Work item: Check which lines of the entries that follow hold "reported", then give the number of those lines and nothing more.

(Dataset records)
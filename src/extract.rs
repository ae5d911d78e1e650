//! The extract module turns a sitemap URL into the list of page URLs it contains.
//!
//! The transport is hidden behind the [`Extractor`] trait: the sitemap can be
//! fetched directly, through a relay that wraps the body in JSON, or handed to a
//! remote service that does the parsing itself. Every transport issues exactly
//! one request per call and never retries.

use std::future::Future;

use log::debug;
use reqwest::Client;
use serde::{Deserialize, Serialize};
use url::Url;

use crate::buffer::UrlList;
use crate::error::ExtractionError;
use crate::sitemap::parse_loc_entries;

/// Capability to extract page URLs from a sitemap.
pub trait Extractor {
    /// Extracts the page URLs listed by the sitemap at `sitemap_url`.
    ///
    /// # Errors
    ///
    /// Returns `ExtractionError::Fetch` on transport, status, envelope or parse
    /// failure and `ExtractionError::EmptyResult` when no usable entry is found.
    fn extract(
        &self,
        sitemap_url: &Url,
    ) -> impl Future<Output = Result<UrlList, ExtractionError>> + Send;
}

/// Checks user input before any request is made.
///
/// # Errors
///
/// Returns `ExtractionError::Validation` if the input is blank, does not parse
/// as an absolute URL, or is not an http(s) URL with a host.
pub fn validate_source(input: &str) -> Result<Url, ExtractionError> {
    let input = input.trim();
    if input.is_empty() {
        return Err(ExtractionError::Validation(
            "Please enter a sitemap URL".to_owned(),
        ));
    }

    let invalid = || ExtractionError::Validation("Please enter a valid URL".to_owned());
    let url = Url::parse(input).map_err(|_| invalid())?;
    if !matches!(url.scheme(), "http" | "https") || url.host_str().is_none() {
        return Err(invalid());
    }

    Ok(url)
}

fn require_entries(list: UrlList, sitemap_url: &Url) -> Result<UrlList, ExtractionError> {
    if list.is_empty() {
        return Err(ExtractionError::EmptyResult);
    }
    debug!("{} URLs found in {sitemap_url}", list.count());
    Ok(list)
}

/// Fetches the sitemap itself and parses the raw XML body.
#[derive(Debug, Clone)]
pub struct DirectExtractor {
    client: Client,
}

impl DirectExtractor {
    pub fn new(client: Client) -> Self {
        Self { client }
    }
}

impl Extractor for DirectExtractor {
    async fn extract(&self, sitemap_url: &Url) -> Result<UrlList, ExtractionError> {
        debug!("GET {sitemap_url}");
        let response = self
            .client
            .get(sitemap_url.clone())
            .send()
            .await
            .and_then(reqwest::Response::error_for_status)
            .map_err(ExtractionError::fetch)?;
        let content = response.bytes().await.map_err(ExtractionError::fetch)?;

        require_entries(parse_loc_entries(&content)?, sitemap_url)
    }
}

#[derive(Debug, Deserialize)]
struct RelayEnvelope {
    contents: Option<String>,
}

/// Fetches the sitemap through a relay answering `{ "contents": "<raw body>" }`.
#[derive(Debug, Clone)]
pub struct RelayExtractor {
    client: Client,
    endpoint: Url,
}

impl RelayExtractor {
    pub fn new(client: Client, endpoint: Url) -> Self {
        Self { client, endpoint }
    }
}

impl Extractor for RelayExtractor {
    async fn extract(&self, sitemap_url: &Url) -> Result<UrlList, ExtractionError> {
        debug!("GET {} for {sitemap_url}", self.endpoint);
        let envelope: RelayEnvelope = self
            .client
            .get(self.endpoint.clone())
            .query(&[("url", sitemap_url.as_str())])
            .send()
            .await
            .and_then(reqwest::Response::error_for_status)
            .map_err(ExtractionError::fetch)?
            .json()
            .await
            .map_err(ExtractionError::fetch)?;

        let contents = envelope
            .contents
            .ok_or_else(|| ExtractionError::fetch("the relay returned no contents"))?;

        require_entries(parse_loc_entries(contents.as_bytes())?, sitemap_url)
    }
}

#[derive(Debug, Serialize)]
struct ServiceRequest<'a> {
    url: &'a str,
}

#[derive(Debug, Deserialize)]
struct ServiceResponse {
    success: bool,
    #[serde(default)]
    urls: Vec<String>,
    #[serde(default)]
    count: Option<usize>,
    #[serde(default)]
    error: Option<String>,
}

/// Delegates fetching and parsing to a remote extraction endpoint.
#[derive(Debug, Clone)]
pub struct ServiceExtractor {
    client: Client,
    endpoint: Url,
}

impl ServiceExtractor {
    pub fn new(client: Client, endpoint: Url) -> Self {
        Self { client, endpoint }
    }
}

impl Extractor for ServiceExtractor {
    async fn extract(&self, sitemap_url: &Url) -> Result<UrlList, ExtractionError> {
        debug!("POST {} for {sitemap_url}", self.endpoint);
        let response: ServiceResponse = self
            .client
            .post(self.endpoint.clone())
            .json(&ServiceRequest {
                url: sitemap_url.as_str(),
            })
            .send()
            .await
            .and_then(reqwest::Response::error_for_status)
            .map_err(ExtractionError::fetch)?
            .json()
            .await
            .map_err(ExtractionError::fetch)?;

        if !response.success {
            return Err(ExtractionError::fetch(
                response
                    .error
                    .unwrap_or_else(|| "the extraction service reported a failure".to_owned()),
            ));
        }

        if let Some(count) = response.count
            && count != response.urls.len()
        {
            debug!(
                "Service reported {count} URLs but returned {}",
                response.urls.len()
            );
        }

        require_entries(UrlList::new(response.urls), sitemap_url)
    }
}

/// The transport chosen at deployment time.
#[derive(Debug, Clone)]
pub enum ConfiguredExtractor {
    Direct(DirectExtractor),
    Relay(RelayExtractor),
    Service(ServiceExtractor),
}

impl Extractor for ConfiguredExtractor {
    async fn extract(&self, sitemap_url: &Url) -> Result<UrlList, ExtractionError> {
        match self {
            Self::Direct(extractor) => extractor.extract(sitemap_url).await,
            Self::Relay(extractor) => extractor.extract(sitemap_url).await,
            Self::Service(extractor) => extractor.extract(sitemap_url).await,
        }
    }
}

Exercise answer: 2